→ **TASK STATEMENT**:
All of the data should be restated word for word.

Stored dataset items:
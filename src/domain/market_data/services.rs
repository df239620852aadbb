use super::entities::Series;
use super::value_objects::{PricePoint, Timestamp, ViewWindow};

/// Domain service - trims a series to a trailing time window
pub struct WindowFilter;

impl WindowFilter {
    /// Keep every point with `now - t <= window`.
    ///
    /// Points must already be sorted ascending; order is preserved and the
    /// input is left untouched.
    pub fn filter(series: &Series, window: ViewWindow, now: Timestamp) -> Series {
        series.with_points(Self::retain(&series.points, window, now))
    }

    pub fn retain(points: &[PricePoint], window: ViewWindow, now: Timestamp) -> Vec<PricePoint> {
        let limit = window.seconds();
        points
            .iter()
            .filter(|p| p.timestamp.seconds_until(now) <= limit)
            .copied()
            .collect()
    }
}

→ **EXERCISE OUTPUT**:
filename src/domain/market_data/services.rs
repository df239620852aadbb
use super::entities::Series;
use super::value_objects::{PricePoint, Timestamp, ViewWindow};

/// Domain service - trims a series to a trailing time window
pub struct WindowFilter;

impl WindowFilter {
    /// Keep every point with `now - t <= window`.
    ///
    /// Points must already be sorted ascending; order is preserved and the
    /// input is left untouched.
    pub fn filter(series: &Series, window: ViewWindow, now: Timestamp) -> Series {
        series.with_points(Self::retain(&series.points, window, now))
    }

    pub fn retain(points: &[PricePoint], window: ViewWindow, now: Timestamp) -> Vec<PricePoint> {
        let limit = window.seconds();
        points
            .iter()
            .filter(|p| p.timestamp.seconds_until(now) <= limit)
            .copied()
            .collect()
    }
}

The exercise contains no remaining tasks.